[Recorded data]
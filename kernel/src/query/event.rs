use crate::database::Transaction;
use crate::entity::{Event, EventId};
use crate::KernelError;

#[async_trait::async_trait]
pub trait EventQuery<Connection: Transaction>: Sync + Send + 'static {
    async fn find_by_id(
        &self,
        con: &mut Connection,
        id: &EventId,
    ) -> error_stack::Result<Option<Event>, KernelError>;

    /// Participant count is always derived by counting registrations.
    async fn registered_count(
        &self,
        con: &mut Connection,
        id: &EventId,
    ) -> error_stack::Result<i64, KernelError>;
}

pub trait DependOnEventQuery<Connection: Transaction>: Sync + Send + 'static {
    type EventQuery: EventQuery<Connection>;
    fn event_query(&self) -> &Self::EventQuery;
}
use sqlx::PgConnection;

use kernel::interface::query::{AccountQuery, DependOnAccountQuery};
use kernel::interface::update::{AccountModifier, DependOnAccountModifier};
use kernel::prelude::entity::{Account, AccountDraft, AccountId, AccountName, AccountRole};
use kernel::KernelError;

use crate::database::postgres::{PgTransaction, PostgresDatabase};
use crate::error::ConvertError;

pub struct PostgresAccountRepository;

#[async_trait::async_trait]
impl AccountQuery<PgTransaction> for PostgresAccountRepository {
    async fn find_by_id(
        &self,
        con: &mut PgTransaction,
        id: &AccountId,
    ) -> error_stack::Result<Option<Account>, KernelError> {
        PgAccountInternal::find_by_id(con.as_conn(), id).await
    }
}

#[async_trait::async_trait]
impl AccountModifier<PgTransaction> for PostgresAccountRepository {
    async fn create(
        &self,
        con: &mut PgTransaction,
        draft: &AccountDraft,
    ) -> error_stack::Result<Account, KernelError> {
        PgAccountInternal::create(con.as_conn(), draft).await
    }
}

impl DependOnAccountQuery<PgTransaction> for PostgresDatabase {
    type AccountQuery = PostgresAccountRepository;
    fn account_query(&self) -> &Self::AccountQuery {
        &PostgresAccountRepository
    }
}

impl DependOnAccountModifier<PgTransaction> for PostgresDatabase {
    type AccountModifier = PostgresAccountRepository;
    fn account_modifier(&self) -> &Self::AccountModifier {
        &PostgresAccountRepository
    }
}

#[derive(sqlx::FromRow)]
struct AccountRow {
    id: i64,
    display_name: String,
    role: String,
}

impl TryFrom<AccountRow> for Account {
    type Error = error_stack::Report<KernelError>;

    fn try_from(value: AccountRow) -> Result<Self, Self::Error> {
        Ok(Account::new(
            AccountId::new(value.id),
            AccountName::new(value.display_name),
            value.role.parse::<AccountRole>()?,
        ))
    }
}

pub(in crate::database) struct PgAccountInternal;

impl PgAccountInternal {
    async fn find_by_id(
        con: &mut PgConnection,
        id: &AccountId,
    ) -> error_stack::Result<Option<Account>, KernelError> {
        let row = sqlx::query_as::<_, AccountRow>(
            // language=postgresql
            r#"
            SELECT id, display_name, role
            FROM accounts
            WHERE id = $1
            "#,
        )
        .bind(id.as_ref())
        .fetch_optional(con)
        .await
        .convert_error()?;
        row.map(Account::try_from).transpose()
    }

    async fn create(
        con: &mut PgConnection,
        draft: &AccountDraft,
    ) -> error_stack::Result<Account, KernelError> {
        let row = sqlx::query_as::<_, AccountRow>(
            // language=postgresql
            r#"
            INSERT INTO accounts (display_name, role)
            VALUES ($1, $2)
            RETURNING id, display_name, role
            "#,
        )
        .bind(draft.name().as_ref())
        .bind(draft.role().as_str())
        .fetch_one(con)
        .await
        .convert_error()?;
        Account::try_from(row)
    }
}

#[cfg(test)]
mod test {
    use kernel::interface::database::DatabaseConnection;
    use kernel::interface::query::AccountQuery;
    use kernel::interface::update::AccountModifier;
    use kernel::prelude::entity::{AccountDraft, AccountName, AccountRole};
    use kernel::KernelError;

    use crate::database::postgres::{PostgresAccountRepository, PostgresDatabase};

    #[test_with::env(POSTGRES_TEST)]
    #[tokio::test]
    async fn test() -> error_stack::Result<(), KernelError> {
        let db = PostgresDatabase::new().await?;
        let mut con = db.transact().await?;

        let name = AccountName::new(format!("account-{}", rand::random::<u32>()));
        let draft = AccountDraft::new(name.clone(), AccountRole::GameOwner);
        let created = PostgresAccountRepository.create(&mut con, &draft).await?;
        assert_eq!(created.name(), &name);
        assert_eq!(created.role(), &AccountRole::GameOwner);

        let found = PostgresAccountRepository
            .find_by_id(&mut con, created.id())
            .await?;
        assert_eq!(found, Some(created));
        Ok(())
    }
}
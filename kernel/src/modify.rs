mod account;
mod borrow_request;
mod event;
mod game;
mod lending_record;
mod registration;

pub use self::{
    account::*, borrow_request::*, event::*, game::*, lending_record::*, registration::*,
};
use sqlx::PgConnection;
use time::OffsetDateTime;

use kernel::interface::query::{DependOnEventQuery, EventQuery};
use kernel::interface::update::{DependOnEventModifier, EventModifier};
use kernel::prelude::entity::{
    AccountId, Event, EventCapacity, EventDescription, EventDraft, EventId, EventLocation,
    EventRevision, EventTitle, GameId, HeldAt,
};
use kernel::KernelError;

use crate::database::postgres::{PgTransaction, PostgresDatabase};
use crate::error::ConvertError;

pub struct PostgresEventRepository;

#[async_trait::async_trait]
impl EventQuery<PgTransaction> for PostgresEventRepository {
    async fn find_by_id(
        &self,
        con: &mut PgTransaction,
        id: &EventId,
    ) -> error_stack::Result<Option<Event>, KernelError> {
        PgEventInternal::find_by_id(con.as_conn(), id).await
    }

    async fn registered_count(
        &self,
        con: &mut PgTransaction,
        id: &EventId,
    ) -> error_stack::Result<i64, KernelError> {
        PgEventInternal::registered_count(con.as_conn(), id).await
    }
}

#[async_trait::async_trait]
impl EventModifier<PgTransaction> for PostgresEventRepository {
    async fn create(
        &self,
        con: &mut PgTransaction,
        draft: &EventDraft,
    ) -> error_stack::Result<Event, KernelError> {
        PgEventInternal::create(con.as_conn(), draft).await
    }

    async fn revise(
        &self,
        con: &mut PgTransaction,
        id: &EventId,
        revision: &EventRevision,
    ) -> error_stack::Result<bool, KernelError> {
        PgEventInternal::revise(con.as_conn(), id, revision).await
    }
}

impl DependOnEventQuery<PgTransaction> for PostgresDatabase {
    type EventQuery = PostgresEventRepository;
    fn event_query(&self) -> &Self::EventQuery {
        &PostgresEventRepository
    }
}

impl DependOnEventModifier<PgTransaction> for PostgresDatabase {
    type EventModifier = PostgresEventRepository;
    fn event_modifier(&self) -> &Self::EventModifier {
        &PostgresEventRepository
    }
}

#[derive(sqlx::FromRow)]
struct EventRow {
    id: i64,
    title: String,
    held_at: OffsetDateTime,
    location: String,
    description: String,
    max_participants: i32,
    host_id: i64,
    game_id: i64,
}

impl TryFrom<EventRow> for Event {
    type Error = error_stack::Report<KernelError>;

    fn try_from(value: EventRow) -> Result<Self, Self::Error> {
        Ok(Event::new(
            EventId::new(value.id),
            EventTitle::new(value.title),
            HeldAt::new(value.held_at),
            EventLocation::new(value.location),
            EventDescription::new(value.description),
            EventCapacity::new(value.max_participants)?,
            AccountId::new(value.host_id),
            GameId::new(value.game_id),
        ))
    }
}

pub(in crate::database) struct PgEventInternal;

impl PgEventInternal {
    async fn find_by_id(
        con: &mut PgConnection,
        id: &EventId,
    ) -> error_stack::Result<Option<Event>, KernelError> {
        let row = sqlx::query_as::<_, EventRow>(
            // language=postgresql
            r#"
            SELECT id, title, held_at, location, description, max_participants, host_id, game_id
            FROM events
            WHERE id = $1
            "#,
        )
        .bind(id.as_ref())
        .fetch_optional(con)
        .await
        .convert_error()?;
        row.map(Event::try_from).transpose()
    }

    async fn registered_count(
        con: &mut PgConnection,
        id: &EventId,
    ) -> error_stack::Result<i64, KernelError> {
        sqlx::query_scalar(
            // language=postgresql
            r#"
            SELECT COUNT(*)
            FROM event_registrations
            WHERE event_id = $1
            "#,
        )
        .bind(id.as_ref())
        .fetch_one(con)
        .await
        .convert_error()
    }

    async fn create(
        con: &mut PgConnection,
        draft: &EventDraft,
    ) -> error_stack::Result<Event, KernelError> {
        let row = sqlx::query_as::<_, EventRow>(
            // language=postgresql
            r#"
            INSERT INTO events (title, held_at, location, description, max_participants, host_id, game_id)
            VALUES ($1, $2, $3, $4, $5, $6, $7)
            RETURNING id, title, held_at, location, description, max_participants, host_id, game_id
            "#,
        )
        .bind(draft.title().as_ref())
        .bind(draft.held_at().as_ref())
        .bind(draft.location().as_ref())
        .bind(draft.description().as_ref())
        .bind(draft.capacity().as_ref())
        .bind(draft.host_id().as_ref())
        .bind(draft.game_id().as_ref())
        .fetch_one(con)
        .await
        .convert_error()?;
        Event::try_from(row)
    }

    async fn revise(
        con: &mut PgConnection,
        id: &EventId,
        revision: &EventRevision,
    ) -> error_stack::Result<bool, KernelError> {
        let capacity = revision.capacity().as_ref().map(|value| *value.as_ref());
        let result = sqlx::query(
            // language=postgresql
            r#"
            UPDATE events
            SET title = COALESCE($2, title),
                held_at = COALESCE($3, held_at),
                location = COALESCE($4, location),
                description = COALESCE($5, description),
                max_participants = COALESCE($6, max_participants)
            WHERE id = $1
              AND ($6::int IS NULL
                   OR $6 >= (SELECT COUNT(*) FROM event_registrations WHERE event_id = $1))
            "#,
        )
        .bind(id.as_ref())
        .bind(revision.title().as_ref().map(|title| title.as_ref().as_str()))
        .bind(revision.held_at().as_ref().map(|held| *held.as_ref()))
        .bind(
            revision
                .location()
                .as_ref()
                .map(|location| location.as_ref().as_str()),
        )
        .bind(
            revision
                .description()
                .as_ref()
                .map(|description| description.as_ref().as_str()),
        )
        .bind(capacity)
        .execute(con)
        .await
        .convert_error()?;
        Ok(result.rows_affected() == 1)
    }
}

■ Problem statement: Each line in the data that holds the string "interface" must be returned.

■ Exercise output:
use kernel::interface::query::{AccountQuery, DependOnAccountQuery};
use kernel::interface::update::{AccountModifier, DependOnAccountModifier};
    use kernel::interface::database::DatabaseConnection;
    use kernel::interface::query::AccountQuery;
    use kernel::interface::update::AccountModifier;
use kernel::interface::query::{DependOnEventQuery, EventQuery};
use kernel::interface::update::{DependOnEventModifier, EventModifier};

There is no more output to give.